=== Section Start ===

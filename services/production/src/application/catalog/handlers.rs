//! 基础资料命令处理器
//!
//! 删除订单或工序前先检查工作记录引用，再在同一工作单元内级联清理超产记录。

use std::sync::Arc;

use oleema_common::{PagedResult, Pagination};
use oleema_errors::{AppError, AppResult};
use tracing::{info, instrument};

use super::commands::*;
use crate::application::overage::{cascade_delete_for_order, cascade_delete_for_process};
use crate::domain::employee::{Employee, EmployeeId};
use crate::domain::order::{Order, OrderId};
use crate::domain::process::{Process, ProcessId};
use crate::domain::unit_of_work::UnitOfWorkFactory;

/// 基础资料命令处理器
pub struct CatalogCommandHandler {
    uow_factory: Arc<dyn UnitOfWorkFactory>,
}

impl CatalogCommandHandler {
    pub fn new(uow_factory: Arc<dyn UnitOfWorkFactory>) -> Self {
        Self { uow_factory }
    }

    // ---------------------------------------------------------------------
    // 订单
    // ---------------------------------------------------------------------

    /// 创建订单
    #[instrument(skip(self, cmd), fields(order_no = %cmd.order_no))]
    pub async fn create_order(&self, cmd: CreateOrderCommand) -> AppResult<Order> {
        let order = Order::new(
            cmd.order_no,
            cmd.order_date,
            cmd.target_quantity,
            blank_to_none(cmd.color),
            blank_to_none(cmd.size),
            blank_to_none(cmd.notes),
        )?;

        let uow = self.uow_factory.begin().await?;
        if uow
            .orders()
            .find_by_order_no(&order.order_no)
            .await?
            .is_some()
        {
            return Err(AppError::conflict(format!(
                "Order number '{}' already exists",
                order.order_no
            )));
        }
        uow.orders().create(&order).await?;
        uow.commit().await?;

        info!(order_id = %order.id, "Order created");
        Ok(order)
    }

    /// 更新订单
    #[instrument(skip(self, cmd), fields(order_id = %id))]
    pub async fn update_order(&self, id: &OrderId, cmd: UpdateOrderCommand) -> AppResult<Order> {
        let uow = self.uow_factory.begin().await?;
        let mut order = uow
            .orders()
            .lock_by_id(id)
            .await?
            .ok_or_else(|| order_not_found(id))?;

        order.update_details(
            cmd.order_date,
            cmd.target_quantity,
            blank_to_none(cmd.color),
            blank_to_none(cmd.size),
            blank_to_none(cmd.notes),
        )?;
        if let Some(status) = cmd.status {
            order.transition_to(status)?;
        }
        uow.orders().update(&order).await?;
        uow.commit().await?;

        info!(status = %order.status, "Order updated");
        Ok(order)
    }

    /// 删除订单（有工作记录时拒绝）
    #[instrument(skip(self), fields(order_id = %id))]
    pub async fn delete_order(&self, id: &OrderId) -> AppResult<()> {
        let uow = self.uow_factory.begin().await?;
        let order = uow
            .orders()
            .lock_by_id(id)
            .await?
            .ok_or_else(|| order_not_found(id))?;

        let references = uow.work_logs().count_by_order(id).await?;
        if references > 0 {
            return Err(AppError::integrity_conflict(format!(
                "Order {} has {} work log(s) and cannot be deleted",
                order.order_no, references
            )));
        }

        cascade_delete_for_order(uow.as_ref(), id).await?;
        uow.orders().delete(id).await?;
        uow.commit().await?;

        info!(order_no = %order.order_no, "Order deleted");
        Ok(())
    }

    pub async fn get_order(&self, id: &OrderId) -> AppResult<Order> {
        let uow = self.uow_factory.begin_readonly().await?;
        let order = uow
            .orders()
            .find_by_id(id)
            .await?
            .ok_or_else(|| order_not_found(id))?;
        uow.commit().await?;
        Ok(order)
    }

    pub async fn list_orders(&self, pagination: &Pagination) -> AppResult<PagedResult<Order>> {
        let pagination = pagination.clone().normalized();
        let uow = self.uow_factory.begin_readonly().await?;
        let (items, total) = uow.orders().list(&pagination).await?;
        uow.commit().await?;
        Ok(PagedResult::new(items, total, &pagination))
    }

    // ---------------------------------------------------------------------
    // 工序
    // ---------------------------------------------------------------------

    #[instrument(skip(self, cmd), fields(name = %cmd.name))]
    pub async fn create_process(&self, cmd: ProcessCommand) -> AppResult<Process> {
        let mut process = Process::new(cmd.name, cmd.pay_rate, blank_to_none(cmd.description))?;
        process.is_active = cmd.is_active;

        let uow = self.uow_factory.begin().await?;
        uow.processes().create(&process).await?;
        uow.commit().await?;

        info!(process_id = %process.id, "Process created");
        Ok(process)
    }

    #[instrument(skip(self, cmd), fields(process_id = %id))]
    pub async fn update_process(&self, id: &ProcessId, cmd: ProcessCommand) -> AppResult<Process> {
        let uow = self.uow_factory.begin().await?;
        let mut process = uow
            .processes()
            .find_by_id(id)
            .await?
            .ok_or_else(|| process_not_found(id))?;

        process.update(
            cmd.name,
            cmd.pay_rate,
            blank_to_none(cmd.description),
            cmd.is_active,
        )?;
        uow.processes().update(&process).await?;
        uow.commit().await?;
        Ok(process)
    }

    /// 删除工序（有工作记录时拒绝）
    #[instrument(skip(self), fields(process_id = %id))]
    pub async fn delete_process(&self, id: &ProcessId) -> AppResult<()> {
        let uow = self.uow_factory.begin().await?;
        let process = uow
            .processes()
            .find_by_id(id)
            .await?
            .ok_or_else(|| process_not_found(id))?;

        let references = uow.work_logs().count_by_process(id).await?;
        if references > 0 {
            return Err(AppError::integrity_conflict(format!(
                "Process '{}' has {} work log(s) and cannot be deleted",
                process.name, references
            )));
        }

        cascade_delete_for_process(uow.as_ref(), id).await?;
        uow.processes().delete(id).await?;
        uow.commit().await?;

        info!(name = %process.name, "Process deleted");
        Ok(())
    }

    pub async fn get_process(&self, id: &ProcessId) -> AppResult<Process> {
        let uow = self.uow_factory.begin_readonly().await?;
        let process = uow
            .processes()
            .find_by_id(id)
            .await?
            .ok_or_else(|| process_not_found(id))?;
        uow.commit().await?;
        Ok(process)
    }

    pub async fn list_processes(&self, active_only: bool) -> AppResult<Vec<Process>> {
        let uow = self.uow_factory.begin_readonly().await?;
        let processes = uow.processes().list(active_only).await?;
        uow.commit().await?;
        Ok(processes)
    }

    // ---------------------------------------------------------------------
    // 员工
    // ---------------------------------------------------------------------

    #[instrument(skip(self, cmd), fields(code = %cmd.code))]
    pub async fn create_employee(&self, cmd: CreateEmployeeCommand) -> AppResult<Employee> {
        let employee = Employee::new(cmd.code, cmd.name)?;

        let uow = self.uow_factory.begin().await?;
        if uow
            .employees()
            .find_by_code(&employee.code)
            .await?
            .is_some()
        {
            return Err(AppError::conflict(format!(
                "Employee code '{}' already exists",
                employee.code
            )));
        }
        uow.employees().create(&employee).await?;
        uow.commit().await?;

        info!(employee_id = %employee.id, "Employee created");
        Ok(employee)
    }

    pub async fn update_employee(
        &self,
        id: &EmployeeId,
        cmd: UpdateEmployeeCommand,
    ) -> AppResult<Employee> {
        let uow = self.uow_factory.begin().await?;
        let mut employee = uow
            .employees()
            .find_by_id(id)
            .await?
            .ok_or_else(|| employee_not_found(id))?;

        employee.update(cmd.name, cmd.is_active)?;
        uow.employees().update(&employee).await?;
        uow.commit().await?;
        Ok(employee)
    }

    /// 删除员工（有工作记录或工资记录时拒绝）
    #[instrument(skip(self), fields(employee_id = %id))]
    pub async fn delete_employee(&self, id: &EmployeeId) -> AppResult<()> {
        let uow = self.uow_factory.begin().await?;
        let employee = uow
            .employees()
            .find_by_id(id)
            .await?
            .ok_or_else(|| employee_not_found(id))?;

        let work_logs = uow.work_logs().count_by_employee(id).await?;
        let payments = uow.payments().count_by_employee(id).await?;
        if work_logs > 0 || payments > 0 {
            return Err(AppError::integrity_conflict(format!(
                "Employee {} has {} work log(s) and {} payment(s) and cannot be deleted",
                employee.code, work_logs, payments
            )));
        }

        uow.employees().delete(id).await?;
        uow.commit().await?;

        info!(code = %employee.code, "Employee deleted");
        Ok(())
    }

    pub async fn get_employee(&self, id: &EmployeeId) -> AppResult<Employee> {
        let uow = self.uow_factory.begin_readonly().await?;
        let employee = uow
            .employees()
            .find_by_id(id)
            .await?
            .ok_or_else(|| employee_not_found(id))?;
        uow.commit().await?;
        Ok(employee)
    }

    pub async fn list_employees(&self, active_only: bool) -> AppResult<Vec<Employee>> {
        let uow = self.uow_factory.begin_readonly().await?;
        let employees = uow.employees().list(active_only).await?;
        uow.commit().await?;
        Ok(employees)
    }
}

fn order_not_found(id: &OrderId) -> AppError {
    AppError::not_found(format!("Order {} not found", id))
}

fn process_not_found(id: &ProcessId) -> AppError {
    AppError::not_found(format!("Process {} not found", id))
}

fn employee_not_found(id: &EmployeeId) -> AppError {
    AppError::not_found(format!("Employee {} not found", id))
}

=== Section End ===

Exercise:
All lines from the opening of the listing above through the line that contains "use super::commands::*;" should be given again exactly, and nothing more.

Solved problem:
filename services/production/src/application/catalog/handlers.rs
//! 基础资料命令处理器
//!
//! 删除订单或工序前先检查工作记录引用，再在同一工作单元内级联清理超产记录。

use std::sync::Arc;

use oleema_common::{PagedResult, Pagination};
use oleema_errors::{AppError, AppResult};
use tracing::{info, instrument};

use super::commands::*;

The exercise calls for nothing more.